Exercise goal: Check each line of the data for "persisted", and copy the ones that have it.

:: Provided material ::

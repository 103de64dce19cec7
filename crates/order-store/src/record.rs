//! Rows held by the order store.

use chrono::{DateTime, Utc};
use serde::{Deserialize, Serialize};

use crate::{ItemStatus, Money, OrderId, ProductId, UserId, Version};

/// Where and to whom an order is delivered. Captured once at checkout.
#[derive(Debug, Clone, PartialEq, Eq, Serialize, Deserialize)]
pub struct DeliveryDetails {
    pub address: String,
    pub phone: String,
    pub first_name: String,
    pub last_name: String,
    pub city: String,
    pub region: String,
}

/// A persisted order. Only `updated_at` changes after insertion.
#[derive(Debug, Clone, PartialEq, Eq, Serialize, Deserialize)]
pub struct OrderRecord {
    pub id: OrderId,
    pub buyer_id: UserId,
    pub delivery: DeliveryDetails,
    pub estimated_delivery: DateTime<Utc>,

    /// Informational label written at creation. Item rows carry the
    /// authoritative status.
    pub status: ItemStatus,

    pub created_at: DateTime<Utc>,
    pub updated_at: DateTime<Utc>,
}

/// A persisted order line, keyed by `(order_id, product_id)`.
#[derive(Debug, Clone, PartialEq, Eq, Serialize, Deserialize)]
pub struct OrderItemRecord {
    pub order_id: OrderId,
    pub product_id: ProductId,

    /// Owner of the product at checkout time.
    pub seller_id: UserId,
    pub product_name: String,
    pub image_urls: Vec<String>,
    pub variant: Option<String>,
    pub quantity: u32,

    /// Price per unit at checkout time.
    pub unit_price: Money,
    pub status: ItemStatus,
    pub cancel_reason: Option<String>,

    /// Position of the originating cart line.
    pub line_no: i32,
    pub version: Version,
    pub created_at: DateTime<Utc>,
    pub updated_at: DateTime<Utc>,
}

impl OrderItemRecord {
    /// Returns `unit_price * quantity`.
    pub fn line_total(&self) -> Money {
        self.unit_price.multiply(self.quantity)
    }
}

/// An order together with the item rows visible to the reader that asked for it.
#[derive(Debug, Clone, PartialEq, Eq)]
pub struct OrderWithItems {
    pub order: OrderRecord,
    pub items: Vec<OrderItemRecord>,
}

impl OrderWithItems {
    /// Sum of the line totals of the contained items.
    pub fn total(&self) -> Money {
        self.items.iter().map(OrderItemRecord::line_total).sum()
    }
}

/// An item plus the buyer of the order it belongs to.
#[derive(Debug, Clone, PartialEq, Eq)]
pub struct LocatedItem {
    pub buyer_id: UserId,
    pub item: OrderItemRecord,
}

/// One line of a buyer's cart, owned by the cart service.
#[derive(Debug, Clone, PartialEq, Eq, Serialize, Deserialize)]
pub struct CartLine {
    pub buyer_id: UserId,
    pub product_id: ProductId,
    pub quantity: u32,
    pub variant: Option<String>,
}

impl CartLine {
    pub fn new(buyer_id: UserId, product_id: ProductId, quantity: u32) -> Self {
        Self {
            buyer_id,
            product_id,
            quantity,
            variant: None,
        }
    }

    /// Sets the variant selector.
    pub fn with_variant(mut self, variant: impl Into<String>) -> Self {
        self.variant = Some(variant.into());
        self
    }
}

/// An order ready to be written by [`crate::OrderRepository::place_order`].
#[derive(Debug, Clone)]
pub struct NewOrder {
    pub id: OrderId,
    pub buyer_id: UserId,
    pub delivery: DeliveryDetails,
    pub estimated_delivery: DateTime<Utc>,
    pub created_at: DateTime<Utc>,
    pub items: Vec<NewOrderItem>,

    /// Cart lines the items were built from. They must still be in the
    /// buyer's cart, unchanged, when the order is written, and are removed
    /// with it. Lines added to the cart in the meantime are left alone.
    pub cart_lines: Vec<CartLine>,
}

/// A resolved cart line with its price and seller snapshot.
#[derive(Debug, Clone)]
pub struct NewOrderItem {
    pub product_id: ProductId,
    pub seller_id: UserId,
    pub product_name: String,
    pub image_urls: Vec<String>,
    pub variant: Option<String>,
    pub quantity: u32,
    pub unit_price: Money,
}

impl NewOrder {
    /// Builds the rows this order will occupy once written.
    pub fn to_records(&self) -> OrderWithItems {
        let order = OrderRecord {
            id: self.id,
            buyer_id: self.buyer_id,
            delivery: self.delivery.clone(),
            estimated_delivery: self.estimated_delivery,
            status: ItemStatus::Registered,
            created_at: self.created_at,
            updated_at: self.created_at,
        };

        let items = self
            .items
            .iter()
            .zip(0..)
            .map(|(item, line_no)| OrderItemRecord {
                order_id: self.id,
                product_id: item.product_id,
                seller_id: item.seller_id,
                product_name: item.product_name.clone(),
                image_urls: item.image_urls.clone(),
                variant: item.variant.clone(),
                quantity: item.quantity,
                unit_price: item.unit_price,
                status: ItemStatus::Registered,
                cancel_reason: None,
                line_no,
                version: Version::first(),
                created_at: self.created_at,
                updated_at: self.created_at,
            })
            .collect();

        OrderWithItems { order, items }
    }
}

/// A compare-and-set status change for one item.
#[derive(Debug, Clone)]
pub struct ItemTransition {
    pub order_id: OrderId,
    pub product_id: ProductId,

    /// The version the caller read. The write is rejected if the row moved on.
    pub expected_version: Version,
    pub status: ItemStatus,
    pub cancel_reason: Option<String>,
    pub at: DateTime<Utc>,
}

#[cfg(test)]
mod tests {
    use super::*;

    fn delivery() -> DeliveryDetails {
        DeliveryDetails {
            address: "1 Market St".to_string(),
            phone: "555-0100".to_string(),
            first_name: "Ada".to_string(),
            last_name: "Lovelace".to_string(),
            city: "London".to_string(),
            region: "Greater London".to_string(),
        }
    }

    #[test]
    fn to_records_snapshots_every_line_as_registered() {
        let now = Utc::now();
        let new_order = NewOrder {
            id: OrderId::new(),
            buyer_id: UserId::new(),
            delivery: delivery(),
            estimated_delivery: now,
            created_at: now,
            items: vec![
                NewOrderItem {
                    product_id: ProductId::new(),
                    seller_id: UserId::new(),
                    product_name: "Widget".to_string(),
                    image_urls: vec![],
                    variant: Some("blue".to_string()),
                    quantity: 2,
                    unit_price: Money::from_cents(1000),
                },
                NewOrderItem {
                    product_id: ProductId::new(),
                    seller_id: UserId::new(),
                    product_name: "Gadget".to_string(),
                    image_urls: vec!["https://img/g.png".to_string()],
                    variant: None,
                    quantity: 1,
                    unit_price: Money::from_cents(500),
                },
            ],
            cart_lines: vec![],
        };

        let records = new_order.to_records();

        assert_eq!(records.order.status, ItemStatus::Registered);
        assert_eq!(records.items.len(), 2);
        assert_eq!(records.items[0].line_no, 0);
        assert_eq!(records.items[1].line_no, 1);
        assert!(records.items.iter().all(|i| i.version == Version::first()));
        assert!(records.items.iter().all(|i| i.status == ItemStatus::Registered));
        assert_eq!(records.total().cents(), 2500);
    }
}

:::

Answer to this exercise:
/// A persisted order. Only `updated_at` changes after insertion.
/// A persisted order line, keyed by `(order_id, product_id)`.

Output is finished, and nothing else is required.